INSTRUCTIONS FOR THE TASK – Your task is to copy each line of the material that includes "draft".

DATA RECORDS –

// Copyright 2026 Phillip Cloud
// Licensed under the Apache License, Version 2.0

use crate::ShotStatus;

/// Scalar filter dimensions. Each maps to one optional query parameter.
#[derive(Debug, Clone, Copy, PartialEq, Eq, Hash)]
pub enum FilterField {
    Reel,
    Version,
    Code,
    Artist,
    Due,
}

impl FilterField {
    pub const ALL: [Self; 5] = [
        Self::Reel,
        Self::Version,
        Self::Code,
        Self::Artist,
        Self::Due,
    ];

    pub const fn query_key(self) -> &'static str {
        match self {
            Self::Reel => "reel",
            Self::Version => "version",
            Self::Code => "code",
            Self::Artist => "artist",
            Self::Due => "due",
        }
    }

    pub const fn label(self) -> &'static str {
        match self {
            Self::Reel => "Reel",
            Self::Version => "Version",
            Self::Code => "Code",
            Self::Artist => "Artist",
            Self::Due => "Due",
        }
    }

    pub fn next(self) -> Self {
        let index = Self::ALL.iter().position(|f| *f == self).unwrap_or(0);
        Self::ALL[(index + 1) % Self::ALL.len()]
    }
}

#[derive(Debug, Clone, Copy, PartialEq, Eq, Default)]
pub enum GroupMode {
    #[default]
    Flat,
    Reel,
}

impl GroupMode {
    pub const fn as_str(self) -> &'static str {
        match self {
            Self::Flat => "none",
            Self::Reel => "reel",
        }
    }

    pub const fn toggled(self) -> Self {
        match self {
            Self::Flat => Self::Reel,
            Self::Reel => Self::Flat,
        }
    }
}

/// Active query dimensions. Empty strings and an empty status set mean
/// "no constraint".
#[derive(Debug, Clone, PartialEq, Eq, Default)]
pub struct FilterState {
    pub reel: String,
    pub version: String,
    pub code: String,
    pub artist: String,
    pub due: String,
    statuses: Vec<ShotStatus>,
    pub group: GroupMode,
}

impl FilterState {
    pub fn field(&self, field: FilterField) -> &str {
        match field {
            FilterField::Reel => &self.reel,
            FilterField::Version => &self.version,
            FilterField::Code => &self.code,
            FilterField::Artist => &self.artist,
            FilterField::Due => &self.due,
        }
    }

    pub fn set_field(&mut self, field: FilterField, value: impl Into<String>) {
        let slot = match field {
            FilterField::Reel => &mut self.reel,
            FilterField::Version => &mut self.version,
            FilterField::Code => &mut self.code,
            FilterField::Artist => &mut self.artist,
            FilterField::Due => &mut self.due,
        };
        *slot = value.into();
    }

    /// Selected statuses in the order they were turned on.
    pub fn statuses(&self) -> &[ShotStatus] {
        &self.statuses
    }

    pub fn has_status(&self, status: ShotStatus) -> bool {
        self.statuses.contains(&status)
    }

    /// Flips membership and returns whether the status is now active.
    pub fn toggle_status(&mut self, status: ShotStatus) -> bool {
        if let Some(index) = self.statuses.iter().position(|s| *s == status) {
            self.statuses.remove(index);
            false
        } else {
            self.statuses.push(status);
            true
        }
    }

    pub fn select_all_statuses(&mut self) {
        for status in ShotStatus::ALL {
            if !self.statuses.contains(&status) {
                self.statuses.push(status);
            }
        }
    }

    pub fn clear_statuses(&mut self) {
        self.statuses.clear();
    }

    /// Resets every scalar and the status set. Grouping is a view mode and
    /// stays as it is.
    pub fn clear_all(&mut self) {
        for field in FilterField::ALL {
            self.set_field(field, String::new());
        }
        self.statuses.clear();
    }

    pub fn set_group_mode(&mut self, mode: GroupMode) {
        self.group = mode;
    }

    /// Whether a row with this status survives the client-side re-filter.
    pub fn admits(&self, status: ShotStatus) -> bool {
        self.statuses.is_empty() || self.has_status(status)
    }

    pub fn apply(&mut self, edit: FilterEdit) {
        match edit {
            FilterEdit::ToggleStatus(status) => {
                self.toggle_status(status);
            }
            FilterEdit::SelectAllStatuses => self.select_all_statuses(),
            FilterEdit::ClearStatuses => self.clear_statuses(),
            FilterEdit::SetField(field, value) => self.set_field(field, value),
            FilterEdit::SetGroupMode(mode) => self.set_group_mode(mode),
            FilterEdit::ClearAll => self.clear_all(),
        }
    }
}

/// One filter mutation, used to batch several edits behind a single fetch.
#[derive(Debug, Clone, PartialEq, Eq)]
pub enum FilterEdit {
    ToggleStatus(ShotStatus),
    SelectAllStatuses,
    ClearStatuses,
    SetField(FilterField, String),
    SetGroupMode(GroupMode),
    ClearAll,
}

#[derive(Debug, Clone, Copy, PartialEq, Eq)]
pub struct LegendEntry {
    pub status: ShotStatus,
    pub active: bool,
}

/// Legend highlight, always recomputed from the status set.
pub fn legend(filters: &FilterState) -> Vec<LegendEntry> {
    ShotStatus::ALL
        .iter()
        .map(|status| LegendEntry {
            status: *status,
            active: filters.has_status(*status),
        })
        .collect()
}

pub fn highlighted(entries: &[LegendEntry]) -> Vec<ShotStatus> {
    entries
        .iter()
        .filter(|entry| entry.active)
        .map(|entry| entry.status)
        .collect()
}
fn handle_filter_key<R: RosterRuntime>(
    state: &mut AppState,
    runtime: &mut R,
    view_data: &mut ViewData,
    tx: &Sender<InternalEvent>,
    key: KeyEvent,
    field: FilterField,
    mut draft: FilterState,
) {
    let picked = matches!(field, FilterField::Reel | FilterField::Artist);
    let mut field = field;
    match key.code {
        KeyCode::Esc => return,
        KeyCode::Enter => {
            let edits = FilterField::ALL
                .into_iter()
                .filter(|f| draft.field(*f) != state.filters().field(*f))
                .map(|f| FilterEdit::SetField(f, draft.field(f).to_owned()))
                .collect();
            dispatch(state, runtime, view_data, tx, AppCommand::EditFilters(edits));
            return;
        }
        KeyCode::Down | KeyCode::Tab => field = field.next(),
        KeyCode::Up | KeyCode::BackTab => field = prev_field(field),
        KeyCode::Left | KeyCode::Right if picked => {
            let options = match field {
                FilterField::Reel => &state.options().reels,
                _ => &state.options().artists,
            };
            let next = cycle_option(options, draft.field(field), key.code == KeyCode::Right);
            draft.set_field(field, next);
        }
        KeyCode::Backspace if !picked => {
            let mut value = draft.field(field).to_owned();
            value.pop();
            draft.set_field(field, value);
        }
        KeyCode::Char(ch) if !picked => {
            let mut value = draft.field(field).to_owned();
            value.push(ch);
            draft.set_field(field, value);
        }
        _ => {}
    }
    view_data.input = InputMode::Filter { field, draft };
}

fn prev_field(field: FilterField) -> FilterField {
    let len = FilterField::ALL.len();
    let index = FilterField::ALL
        .iter()
        .position(|f| *f == field)
        .unwrap_or(0);
    FilterField::ALL[(index + len - 1) % len]
}

/// Steps through `options` with a leading "any" entry.
fn cycle_option(options: &[String], current: &str, forward: bool) -> String {
    let mut choices = vec![""];
    choices.extend(options.iter().map(String::as_str));
    let len = choices.len();
    let index = choices.iter().position(|c| *c == current).unwrap_or(0);
    let next = if forward {
        (index + 1) % len
    } else {
        (index + len - 1) % len
    };
    choices[next].to_owned()
}

fn handle_assign_key<R: RosterRuntime>(
    state: &mut AppState,
    runtime: &mut R,
    view_data: &mut ViewData,
    tx: &Sender<InternalEvent>,
    key: KeyEvent,
    shot_id: ShotId,
    mut buffer: String,
) {
    match key.code {
        KeyCode::Esc => return,
        KeyCode::Enter => {
            dispatch(
                state,
                runtime,
                view_data,
                tx,
                AppCommand::Row {
                    shot_id,
                    action: RowAction::Assign(buffer),
                },
            );
            return;
        }
        KeyCode::Tab => {
            buffer = cycle_option(&state.options().artists, buffer.trim(), true);
        }
        KeyCode::Backspace => {
            buffer.pop();
        }
        KeyCode::Char(ch) => buffer.push(ch),
        _ => {}
    }
    view_data.input = InputMode::Assign { shot_id, buffer };
}

fn handle_status_key<R: RosterRuntime>(
    state: &mut AppState,
    runtime: &mut R,
    view_data: &mut ViewData,
    tx: &Sender<InternalEvent>,
    key: KeyEvent,
    shot_id: ShotId,
    choice: ShotStatus,
) {
    let choice = match key.code {
        KeyCode::Esc => return,
        KeyCode::Enter => {
            dispatch(
                state,
                runtime,
                view_data,
                tx,
                AppCommand::Row {
                    shot_id,
                    action: RowAction::ChangeStatus(choice),
                },
            );
            return;
        }
        KeyCode::Right | KeyCode::Down | KeyCode::Char('j') | KeyCode::Char('l') => choice.next(),
        KeyCode::Left | KeyCode::Up | KeyCode::Char('k') | KeyCode::Char('h') => choice.prev(),
        _ => choice,
    };
    view_data.input = InputMode::Status { shot_id, choice };
}

fn handle_project_key<R: RosterRuntime>(
    state: &mut AppState,
    runtime: &mut R,
    view_data: &mut ViewData,
    tx: &Sender<InternalEvent>,
    key: KeyEvent,
    index: usize,
) {
    let count = state.projects().len();
    let index = match key.code {
        KeyCode::Esc => return,
        KeyCode::Enter => {
            if let Some(project) = state.projects().get(index).map(|p| p.id) {
                dispatch(state, runtime, view_data, tx, AppCommand::SelectProject(project));
            }
            return;
        }
        KeyCode::Char('n') => {
            view_data.input = InputMode::NewProject {
                field: FormField::Name,
                form: NewProject::default(),
            };
            return;
        }
        KeyCode::Char('j') | KeyCode::Down if index + 1 < count => index + 1,
        KeyCode::Char('k') | KeyCode::Up => index.saturating_sub(1),
        _ => index,
    };
    view_data.input = InputMode::Project { index };
}

fn handle_new_project_key<R: RosterRuntime>(
    state: &mut AppState,
    runtime: &mut R,
    view_data: &mut ViewData,
    tx: &Sender<InternalEvent>,
    key: KeyEvent,
    mut field: FormField,
    mut form: NewProject,
) {
    let value = match field {
        FormField::Name => &mut form.name,
        FormField::StartDate => &mut form.start_date,
    };
    match key.code {
        KeyCode::Esc => return,
        KeyCode::Enter => {
            dispatch(state, runtime, view_data, tx, AppCommand::CreateProject(form));
            return;
        }
        KeyCode::Tab | KeyCode::BackTab | KeyCode::Down | KeyCode::Up => field = field.toggled(),
        KeyCode::Backspace => {
            value.pop();
        }
        KeyCode::Char(ch) => value.push(ch),
        _ => {}
    }
    view_data.input = InputMode::NewProject { field, form };
}

fn body_lines(roster: &RosterView) -> Vec<BodyLine> {
    match roster {
        RosterView::Empty => Vec::new(),
        RosterView::Flat(rows) => rows.iter().map(|row| BodyLine::Row(row.id())).collect(),
        RosterView::Grouped(groups) => {
            let mut lines = Vec::new();
            for group in groups {
                lines.push(BodyLine::Header(group.header()));
                match &group.rows {
                    Some(rows) => lines.extend(rows.iter().map(|row| BodyLine::Row(row.id()))),
                    None => lines.push(BodyLine::Loading),
                }
            }
            lines
        }
    }
}

fn status_color(status: ShotStatus) -> Color {
    match status {
        ShotStatus::NotStarted => Color::Gray,
        ShotStatus::InProgress => Color::Blue,
        ShotStatus::OnHold => Color::Yellow,
        ShotStatus::Kickback => Color::Red,
        ShotStatus::InReview => Color::Magenta,
        ShotStatus::Approved => Color::Cyan,
        ShotStatus::Final => Color::Green,
    }
}

/// Pads or truncates to exactly `width` columns.
fn fit(text: &str, width: u16) -> String {
    let width = usize::from(width);
    let mut fitted: String = text.chars().take(width).collect();
    let used = fitted.chars().count();
    fitted.extend(std::iter::repeat_n(' ', width - used));
    fitted
}

fn cell_text(column: RosterColumn, row: &RosterRow, selected: bool) -> String {
    let shot = &row.shot;
    match column {
        RosterColumn::Select => String::from(if selected { "[x]" } else { "[ ]" }),
        RosterColumn::Thumb => row.thumb.glyph().to_owned(),
        RosterColumn::Code => shot.code.clone(),
        RosterColumn::Reel => row.reel.clone(),
        RosterColumn::Version => shot.version.clone(),
        RosterColumn::Artist => shot.assigned_to.clone(),
        RosterColumn::Due => shot.due_date.clone(),
        RosterColumn::Status => shot.status.as_str().to_owned(),
        RosterColumn::Mov => media_mark(shot.mov()).to_owned(),
        RosterColumn::Exr => media_mark(shot.exr()).to_owned(),
        RosterColumn::Tool => "nk".to_owned(),
        RosterColumn::Actions => "gen · del".to_owned(),
    }
}

fn media_mark(path: Option<&str>) -> &'static str {
    if path.is_some() { "▶" } else { "-" }
}

fn column_spacing(state: &AppState) -> &'static str {
    if state.prefs().tight { "" } else { " " }
}

fn header_text(state: &AppState) -> String {
    let prefs = state.prefs();
    prefs
        .visible_columns()
        .into_iter()
        .map(|column| fit(column.label(), prefs.width(column)))
        .collect::<Vec<_>>()
        .join(column_spacing(state))
}

fn row_line(state: &AppState, row: &RosterRow, under_cursor: bool) -> Line<'static> {
    let prefs = state.prefs();
    let selected = state.selection().contains(row.id());
    let active = state.active_shot() == Some(row.id());
    let spacing = column_spacing(state);

    let mut spans = Vec::new();
    for (index, column) in prefs.visible_columns().into_iter().enumerate() {
        if index > 0 && !spacing.is_empty() {
            spans.push(Span::raw(spacing));
        }
        let mut style = Style::default();
        if column == RosterColumn::Status {
            style = style.fg(status_color(row.shot.status));
        }
        if column == RosterColumn::Thumb && !row.thumb.enabled() {
            style = style.fg(Color::DarkGray);
        }
        spans.push(Span::styled(
            fit(&cell_text(column, row, selected), prefs.width(column)),
            style,
        ));
    }

    let mut line_style = Style::default();
    if active {
        line_style = line_style.add_modifier(Modifier::BOLD);
    }
    if under_cursor {
        line_style = line_style.bg(Color::DarkGray);
    }
    Line::from(spans).style(line_style)
}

SOLUTION FOR THIS TASK –
    mut draft: FilterState,
                .filter(|f| draft.field(*f) != state.filters().field(*f))
                .map(|f| FilterEdit::SetField(f, draft.field(f).to_owned()))
            let next = cycle_option(options, draft.field(field), key.code == KeyCode::Right);
            draft.set_field(field, next);
            let mut value = draft.field(field).to_owned();
            draft.set_field(field, value);
            let mut value = draft.field(field).to_owned();
            draft.set_field(field, value);
    view_data.input = InputMode::Filter { field, draft };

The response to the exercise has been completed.